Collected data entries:
[Start of Attachment]
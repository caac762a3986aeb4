//! RSI (Relative Strength Index) indicator
//!
//! Wilder smoothing: the seed averages are simple means of the gains and
//! losses over the first `period` deltas, then
//!
//!   avg_gain = (avg_gain * (period - 1) + gain) / period
//!   avg_loss = (avg_loss * (period - 1) + loss) / period
//!
//! RS = avg_gain / avg_loss, RSI = 100 - 100 / (1 + RS).

/// Compute the RSI series of `closes` over `period`.
///
/// Index-aligned with the input; the first defined index is `period`
/// (the first `period` deltas seed the averages). Degenerate averages
/// resolve by fixed policy instead of raising: RSI is 100 when the average
/// loss is zero, and 0 when the average gain is zero while losses exist.
pub fn rsi_series(closes: &[f64], period: usize) -> Vec<Option<f64>> {
    let mut out = vec![None; closes.len()];
    if period == 0 || closes.len() < period + 1 {
        return out;
    }

    let period_f = period as f64;
    let mut avg_gain = 0.0;
    let mut avg_loss = 0.0;
    for w in closes.windows(2).take(period) {
        let delta = w[1] - w[0];
        if delta > 0.0 {
            avg_gain += delta;
        } else {
            avg_loss += -delta;
        }
    }
    avg_gain /= period_f;
    avg_loss /= period_f;
    out[period] = Some(rsi_from_averages(avg_gain, avg_loss));

    for i in period + 1..closes.len() {
        let delta = closes[i] - closes[i - 1];
        let gain = delta.max(0.0);
        let loss = (-delta).max(0.0);
        avg_gain = (avg_gain * (period_f - 1.0) + gain) / period_f;
        avg_loss = (avg_loss * (period_f - 1.0) + loss) / period_f;
        out[i] = Some(rsi_from_averages(avg_gain, avg_loss));
    }
    out
}

fn rsi_from_averages(avg_gain: f64, avg_loss: f64) -> f64 {
    if avg_loss == 0.0 {
        100.0
    } else if avg_gain == 0.0 {
        0.0
    } else {
        let rs = avg_gain / avg_loss;
        100.0 - 100.0 / (1.0 + rs)
    }
}
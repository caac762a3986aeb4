//! Computed indicator output aligned with the input price series.

use serde::{Deserialize, Serialize};

/// One named output line of an indicator.
///
/// `values` is index-aligned with the input series; positions lacking
/// sufficient history hold `None` rather than zero, so the renderer draws a
/// gap instead of a spurious flat line.
#[derive(Debug, Clone, PartialEq, Serialize, Deserialize)]
pub struct SubSeries {
    pub name: String,
    pub values: Vec<Option<f64>>,
}

impl SubSeries {
    pub fn new(name: impl Into<String>, values: Vec<Option<f64>>) -> Self {
        Self {
            name: name.into(),
            values,
        }
    }

    /// Index of the first defined value, if any.
    pub fn first_defined(&self) -> Option<usize> {
        self.values.iter().position(Option::is_some)
    }
}

/// Full computation result for one indicator instance.
#[derive(Debug, Clone, PartialEq, Serialize, Deserialize)]
pub struct ComputedSeries {
    pub instance_id: String,
    pub outputs: Vec<SubSeries>,
}

impl ComputedSeries {
    pub fn new(instance_id: impl Into<String>, outputs: Vec<SubSeries>) -> Self {
        Self {
            instance_id: instance_id.into(),
            outputs,
        }
    }

    pub fn output(&self, name: &str) -> Option<&SubSeries> {
        self.outputs.iter().find(|o| o.name == name)
    }
}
[End of Attachment]
§ **ASSIGNMENT**: Whenever a line of the data includes the word "instead", show that line in full.

§ **YOUR SOLUTION**:
/// resolve by fixed policy instead of raising: RSI is 100 when the average
/// gap instead of a spurious flat line.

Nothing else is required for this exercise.